From 9642f81be7aa37b069cdefbeb8b17c341de71fd2 Mon Sep 17 00:00:00 2001
From: jesgal <59289295+jesgal@users.noreply.github.com>
Date: Thu, 29 Oct 2020 09:12:28 +0100
Subject: [PATCH] Update Update.yml

I update this LolBin to create persistence of payload.exe in the directory "%appdata%\Microsoft\Windows\Start Menu\Programs\Startup" by running payload.exe with the argument "--createShortcut" and "--removeShortcut".
---
 yml/OtherMSBinaries/Update.yml | 17 +++++++++++++++++
 1 file changed, 17 insertions(+)

diff --git a/yml/OtherMSBinaries/Update.yml b/yml/OtherMSBinaries/Update.yml
index 5195cf0..b22d000 100644
--- a/yml/OtherMSBinaries/Update.yml
+++ b/yml/OtherMSBinaries/Update.yml
@@ -92,6 +92,22 @@ Commands:
     MitreID: T1218
     MitreLink: https://attack.mitre.org/wiki/Technique/T1218
     OperatingSystem: Windows 7 and up with Microsoft Teams installed
+  - Command: Update.exe --createShortcut=payload.exe -l=Startup
+    Description: Copy your payload into "%localappdata%\Microsoft\Teams\current\". Then run the command. Update.exe will create a payload.exe shortcut in "%appdata%\Microsoft\Windows\Start Menu\Programs\Startup". Then payload will run on every login of the user who runs it.

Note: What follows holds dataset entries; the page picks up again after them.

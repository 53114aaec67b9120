use yew::prelude::*;

#[derive(Properties, PartialEq)]
pub struct GlassCardProps {
    #[prop_or_default]
    pub children: Children,
    #[prop_or_default]
    pub class: Classes,
    #[prop_or(true)]
    pub interactive: bool,
}

#[function_component(GlassCard)]
pub fn glass_card(props: &GlassCardProps) -> Html {
    html! {
        <div class={classes!("glass-card", props.interactive.then(|| "glass-card--interactive"), props.class.clone())}>
            <div class="glass-card__inner">
                { for props.children.iter() }
            </div>
            <style>
                {r#"
                .glass-card {
                    position: relative;
                    height: 100%;
                    border-radius: 1rem;
                    padding: 1px;
                    background: rgba(0, 0, 0, 0.05);
                    transition: background 0.4s ease, transform 0.3s ease;
                }
                .dark .glass-card {
                    background: rgba(255, 255, 255, 0.08);
                }
                .glass-card--interactive:hover {
                    background: linear-gradient(135deg, rgba(249, 115, 22, 0.8), rgba(236, 72, 153, 0.6));
                    transform: translateY(-4px);
                }
                .glass-card__inner {
                    height: 100%;
                    border-radius: calc(1rem - 1px);
                    padding: 1.5rem;
                    background: rgba(255, 255, 255, 0.85);
                    backdrop-filter: blur(16px);
                }
                .dark .glass-card__inner {
                    background: rgba(23, 23, 23, 0.9);
                }
                "#}
            </style>
        </div>
    }
}
use wasm_bindgen::closure::Closure;
use wasm_bindgen::{JsCast, JsValue};
use web_sys::{Event, EventTarget};

/// An `addEventListener` registration that is removed when dropped.
pub struct EventSubscription {
    target: EventTarget,
    event: &'static str,
    callback: Closure<dyn FnMut(Event)>,
}

impl EventSubscription {
    pub fn new<F>(target: &EventTarget, event: &'static str, handler: F) -> Result<Self, JsValue>
    where
        F: FnMut(Event) + 'static,
    {
        let callback = Closure::wrap(Box::new(handler) as Box<dyn FnMut(Event)>);
        target.add_event_listener_with_callback(event, callback.as_ref().unchecked_ref())?;
        Ok(Self {
            target: target.clone(),
            event,
            callback,
        })
    }
}

impl Drop for EventSubscription {
    fn drop(&mut self) {
        let _ = self
            .target
            .remove_event_listener_with_callback(self.event, self.callback.as_ref().unchecked_ref());
    }
}

#[cfg(all(test, target_arch = "wasm32"))]
mod wasm_tests {
    use super::*;
    use std::cell::Cell;
    use std::rc::Rc;
    use wasm_bindgen_test::*;

    wasm_bindgen_test_configure!(run_in_browser);

    #[wasm_bindgen_test]
    fn listener_is_removed_on_drop() {
        let target = web_sys::window()
            .and_then(|w| w.document())
            .and_then(|d| d.create_element("div").ok())
            .expect("div element");
        let hits = Rc::new(Cell::new(0));

        let subscription = {
            let hits = hits.clone();
            EventSubscription::new(&target, "ping", move |_| hits.set(hits.get() + 1))
                .expect("subscribe")
        };
        let ping = || Event::new("ping").expect("event");

        target.dispatch_event(&ping()).expect("dispatch");
        assert_eq!(hits.get(), 1);

        drop(subscription);
        target.dispatch_event(&ping()).expect("dispatch");
        assert_eq!(hits.get(), 1);
    }
}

+    Usecase: Execute binary
+    Category: Execute
+    Privileges: User
+    MitreID: T1547
+    MitreLink: https://attack.mitre.org/techniques/T1547/001/
+    OperatingSystem: Windows 7 and up with Microsoft Teams installed
+  - Command: Update.exe --removeShortcut=payload.exe -l=Startup
+    Description: Run the command to remove the shortcut created in the "%appdata%\Microsoft\Windows\Start Menu\Programs\Startup" directory you created with the LolBinExecution "--createShortcut" described on this page.
+    Usecase: Execute binary
+    Category: Execute
+    Privileges: User
+    MitreID: T1070
+    MitreLink: https://attack.mitre.org/techniques/T1070/
+    OperatingSystem: Windows 7 and up with Microsoft Teams installed
 Full_Path:
   - Path: '%localappdata%\Microsoft\Teams\update.exe'
 Code_Sample: 
@@ -114,4 +130,5 @@ Acknowledgement:
     Handle: '@MrUn1k0d3r'
   - Person: Adam
     Handle: '@Hexacorn'
+  - Person: Jesus Galvez
 ---